En faisant défiler le film de ma vie, un très ancien souvenir de ma prime enfance apparaît à l’écran : lors d’un dîner de famille au Nouvel An, après m’être bien garni la panse et avoir vidé les fonds de verre, j’entendis les adultes parler de la Grande Ourse et je crus que le ciel était réellement habité par un spécimen d’ours géant et noctambule qui venait parfois rôder dans mon sommeil. Ce rêve ne m’inquiétait guère car la Grande Ourse était accompagnée de la Petite Ourse, elle était donc une maman et il n’y avait rien à craindre d’une maman.

La créature que je redoutais le plus avant de m’endormir dans la tanière de mes couvertures en osant à peine risquer un œil dans la nuit énorme et remuante était le loup (merci Sergueï Prokofiev). L’intensité dramatique de l’irruption tonitruante des cors annonçant le loup sortant du bois me fait encore aujourd’hui froid dans le dos.
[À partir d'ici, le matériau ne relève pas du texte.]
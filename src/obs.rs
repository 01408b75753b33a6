//! Optional observability hooks for access-layer operations.
//!
//! # Feature Flags
//!
//! - `tracing`: operations run inside spans named `record_broker.op` carrying the `op` and `stage`
//!   fields; notable events (window waits, retry backoff, dropped refreshes) become `debug` events.
//! - `metrics`: the `record_broker_operation_total` counter tracks attempt/success/failure per
//!   `op`, and `record_broker_cache_lookup_total` tracks which cache tier answered.

mod metrics;
mod tracing;

pub use metrics::*;
pub use tracing::*;

// self
use crate::_prelude::*;

/// Operations observed by the access layer.
#[derive(Clone, Copy, Debug, PartialEq, Eq, Hash)]
pub enum Operation {
	/// Admission through the rate scheduler.
	Schedule,
	/// Tiered cache read.
	CacheFetch,
	/// Building the authorization URL.
	Authorize,
	/// Authorization code exchange.
	Exchange,
	/// Refresh grant.
	Refresh,
	/// Slug allocation.
	SlugAllocate,
	/// Call to the record service.
	RemoteCall,
}
impl Operation {
	/// Returns a stable label suitable for span or metric fields.
	pub const fn as_str(self) -> &'static str {
		match self {
			Self::Schedule => "schedule",
			Self::CacheFetch => "cache_fetch",
			Self::Authorize => "authorize",
			Self::Exchange => "exchange",
			Self::Refresh => "refresh",
			Self::SlugAllocate => "slug_allocate",
			Self::RemoteCall => "remote_call",
		}
	}
}
impl Display for Operation {
	fn fmt(&self, f: &mut Formatter) -> FmtResult {
		f.write_str(self.as_str())
	}
}

/// Outcome labels recorded for each attempt.
#[derive(Clone, Copy, Debug, PartialEq, Eq, Hash)]
pub enum Outcome {
	/// Entry to an operation.
	Attempt,
	/// Successful completion.
	Success,
	/// Failure propagated back to the caller.
	Failure,
}
impl Outcome {
	/// Returns a stable label suitable for span or metric fields.
	pub const fn as_str(self) -> &'static str {
		match self {
			Self::Attempt => "attempt",
			Self::Success => "success",
			Self::Failure => "failure",
		}
	}

	/// Maps a result onto its terminal outcome.
	pub fn of<T, E>(result: &Result<T, E>) -> Self {
		if result.is_ok() { Self::Success } else { Self::Failure }
	}
}
impl Display for Outcome {
	fn fmt(&self, f: &mut Formatter) -> FmtResult {
		f.write_str(self.as_str())
	}
}

/// Cache tier that answered a lookup.
#[derive(Clone, Copy, Debug, PartialEq, Eq, Hash)]
pub enum CacheTier {
	/// In-process tier.
	L1,
	/// Durable tier.
	L2,
	/// Joined a fetch already in flight.
	Joined,
	/// Fetched from the network.
	Network,
}
impl CacheTier {
	/// Returns a stable label suitable for metric fields.
	pub const fn as_str(self) -> &'static str {
		match self {
			Self::L1 => "l1",
			Self::L2 => "l2",
			Self::Joined => "joined",
			Self::Network => "network",
		}
	}
}
// self
use crate::{
	_prelude::*,
	auth::ProviderId,
	provider::{ClientAuthMethod, ProviderDescriptor, ProviderEndpoints, ScopeFormat},
};

/// Why a descriptor was refused.
#[derive(Clone, Debug, PartialEq, Eq, Serialize, Deserialize, ThisError)]
pub enum ProviderDescriptorError {
	/// No authorization endpoint was set.
	#[error("Missing authorization endpoint.")]
	MissingAuthorizationEndpoint,
	/// No token endpoint was set.
	#[error("Missing token endpoint.")]
	MissingTokenEndpoint,
	/// Credentials and codes must not travel over plain HTTP.
	#[error("The {endpoint} endpoint must use HTTPS: {url}.")]
	InsecureEndpoint {
		/// `authorization` or `token`.
		endpoint: &'static str,
		/// Offending URL.
		url: String,
	},
	/// The delimiter would be indistinguishable from scope text.
	#[error("Scope delimiter {delimiter:?} is not a printable separator.")]
	InvalidScopeDelimiter {
		/// Offending delimiter.
		delimiter: char,
	},
}

/// Programmatic alternative to deserializing a [`ProviderDescriptor`].
#[derive(Debug)]
pub struct ProviderDescriptorBuilder {
	id: ProviderId,
	authorization: Option<Url>,
	token: Option<Url>,
	client_auth_method: ClientAuthMethod,
	scope_format: ScopeFormat,
}
impl ProviderDescriptorBuilder {
	/// Builder with default client authentication and scope format.
	pub fn new(id: ProviderId) -> Self {
		Self {
			id,
			authorization: None,
			token: None,
			client_auth_method: ClientAuthMethod::default(),
			scope_format: ScopeFormat::default(),
		}
	}

	/// Sets the authorization endpoint.
	pub fn authorization_endpoint(mut self, url: Url) -> Self {
		self.authorization = Some(url);

		self
	}

	/// Sets the token endpoint.
	pub fn token_endpoint(mut self, url: Url) -> Self {
		self.token = Some(url);

		self
	}

	/// Sets the token-endpoint client authentication.
	pub fn preferred_client_auth_method(mut self, method: ClientAuthMethod) -> Self {
		self.client_auth_method = method;

		self
	}

	/// Sets the scope encoding.
	pub fn scope_format(mut self, format: ScopeFormat) -> Self {
		self.scope_format = format;

		self
	}

	/// Validates and returns the descriptor.
	pub fn build(self) -> Result<ProviderDescriptor, ProviderDescriptorError> {
		let descriptor = ProviderDescriptor {
			id: self.id,
			endpoints: ProviderEndpoints {
				authorization: self
					.authorization
					.ok_or(ProviderDescriptorError::MissingAuthorizationEndpoint)?,
				token: self.token.ok_or(ProviderDescriptorError::MissingTokenEndpoint)?,
			},
			client_auth_method: self.client_auth_method,
			scope_format: self.scope_format,
		};

		descriptor.validate()?;

		Ok(descriptor)
	}
}
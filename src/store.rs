//! Key/value persistence contract (get/set/delete with expiry) and built-in backends.
//!
//! The token manager and the L2 cache tier only ever talk to [`KvStore`]. Values are opaque
//! strings; [`load_json`] and [`save_json`] layer serde on top.

pub mod file;
pub mod memory;

pub use file::FileStore;
pub use memory::MemoryStore;

// self
use crate::_prelude::*;

/// Boxed future returned by [`KvStore`] operations.
pub type StoreFuture<'a, T> = Pin<Box<dyn Future<Output = Result<T, StoreError>> + 'a + Send>>;

/// Record key holding the serialized [`TokenRecord`](crate::auth::TokenRecord).
pub const TOKEN_RECORD_KEY: &str = "record_broker.token";
/// Record key holding the L2 cache map.
pub const CACHE_RECORD_KEY: &str = "record_broker.cache";
/// Scratch-store key holding the [`PendingAuthorization`](crate::auth::PendingAuthorization).
pub const PENDING_AUTHORIZATION_KEY: &str = "record_broker.pending_authorization";

/// Durable (or scratch) key/value storage.
pub trait KvStore
where
	Self: Send + Sync,
{
	/// Returns the value under `key`, or `None` when absent or expired.
	fn get<'a>(&'a self, key: &'a str) -> StoreFuture<'a, Option<String>>;

	/// Stores `value` under `key`, replacing any previous value. `ttl` of `None` never expires.
	fn set<'a>(&'a self, key: &'a str, value: String, ttl: Option<Duration>)
	-> StoreFuture<'a, ()>;

	/// Removes `key`. Deleting a missing key succeeds.
	fn delete<'a>(&'a self, key: &'a str) -> StoreFuture<'a, ()>;
}

/// Error type produced by [`KvStore`] implementations.
#[derive(Clone, Debug, PartialEq, Eq, Serialize, Deserialize, ThisError)]
pub enum StoreError {
	/// Serialization failures surfaced by the backend or the typed helpers.
	#[error("Serialization error: {message}.")]
	Serialization {
		/// Human-readable error payload.
		message: String,
	},
	/// Backend-level failure for the storage engine.
	#[error("Backend failure: {message}.")]
	Backend {
		/// Human-readable error payload.
		message: String,
	},
}

/// Stored value plus its optional expiry, shared by the built-in backends.
#[derive(Clone, Debug, PartialEq, Eq, Serialize, Deserialize)]
pub struct StoredValue {
	/// Raw value.
	pub value: String,
	/// Absolute expiry instant.
	pub expires_at: Option<OffsetDateTime>,
}
impl StoredValue {
	/// Creates a value that expires `ttl` after `now`.
	pub fn new(value: String, ttl: Option<Duration>, now: OffsetDateTime) -> Self {
		Self { value, expires_at: ttl.map(|ttl| now + ttl) }
	}

	/// Returns `true` once `now` reaches the expiry.
	pub fn is_expired_at(&self, now: OffsetDateTime) -> bool {
		self.expires_at.is_some_and(|at| now >= at)
	}
}

/// Reads and deserializes the JSON value stored under `key`.
pub async fn load_json<T>(store: &dyn KvStore, key: &str) -> Result<Option<T>, StoreError>
where
	T: DeserializeOwned,
{
	let Some(raw) = store.get(key).await? else {
		return Ok(None);
	};

	serde_json::from_str(&raw)
		.map(Some)
		.map_err(|e| StoreError::Serialization { message: format!("Failed to parse `{key}`: {e}") })
}

/// Serializes `value` as JSON and stores it under `key`.
pub async fn save_json<T>(
	store: &dyn KvStore,
	key: &str,
	value: &T,
	ttl: Option<Duration>,
) -> Result<(), StoreError>
where
	T: ?Sized + Serialize,
{
	let raw = serde_json::to_string(value).map_err(|e| StoreError::Serialization {
		message: format!("Failed to serialize `{key}`: {e}"),
	})?;

	store.set(key, raw, ttl).await
}

#[cfg(test)]
mod tests {
	// std
	use std::error::Error as StdError;
	// self
	use super::*;

	#[test]
	fn store_error_converts_into_error_with_source() {
		let store_error = StoreError::Backend { message: "disk full".into() };
		let error: Error = store_error.clone().into();

		assert!(matches!(error, Error::Storage(_)));
		assert!(error.to_string().contains("disk full"));

		let source = StdError::source(&error).expect("Error should expose the store error.");

		assert_eq!(source.to_string(), store_error.to_string());
	}

	#[test]
	fn stored_value_expiry_is_inclusive() {
		let now = OffsetDateTime::now_utc();
		let value = StoredValue::new("v".into(), Some(Duration::seconds(5)), now);

		assert!(!value.is_expired_at(now + Duration::seconds(4)));
		assert!(value.is_expired_at(now + Duration::seconds(5)));
		assert!(!StoredValue::new("v".into(), None, now).is_expired_at(now + Duration::days(365)));
	}

	#[tokio::test]
	async fn typed_helpers_round_trip_and_report_bad_json() {
		let store = MemoryStore::default();

		save_json(&store, "k", &vec![1_u8, 2, 3], None).await.expect("Save should succeed.");

		let loaded: Option<Vec<u8>> = load_json(&store, "k").await.expect("Load should succeed.");

		assert_eq!(loaded, Some(vec![1, 2, 3]));

		store.set("bad", "{".into(), None).await.expect("Raw set should succeed.");

		let err = load_json::<Vec<u8>>(&store, "bad").await.expect_err("Bad JSON should fail.");

		assert!(matches!(err, StoreError::Serialization { .. }));
	}
}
Pour en revenir à la figure du plantigrade, j’eus deux ours en peluche dans mon enfance. Le premier avait le ventre rempli de crin et s’appelait Copain. Je me demande pourquoi je l’avais baptisé ainsi car m’entourer de copains n’a jamais vraiment été mon style.

Le deuxième ours en peluche arriva plus tard à la faveur d’une légère régression psychologique ainsi qu’il s’en produit parfois à la fin de l’enfance. Il s’appelait Teddy et déclarait j'aime bien les gâteaux si l’on tirait sur l’anneau prolongé d’une ficelle disposé sur son flanc. La brève carrière de Teddy s’interrompit brutalement le jour où, tirant sur la ficelle, j’entendis la phrase j’aime bien les gâteaux finir en un infâme borborygme évoquant la conclusion peu flatteuse d’une flatulence fatale consécutive à un grave accident mécanique.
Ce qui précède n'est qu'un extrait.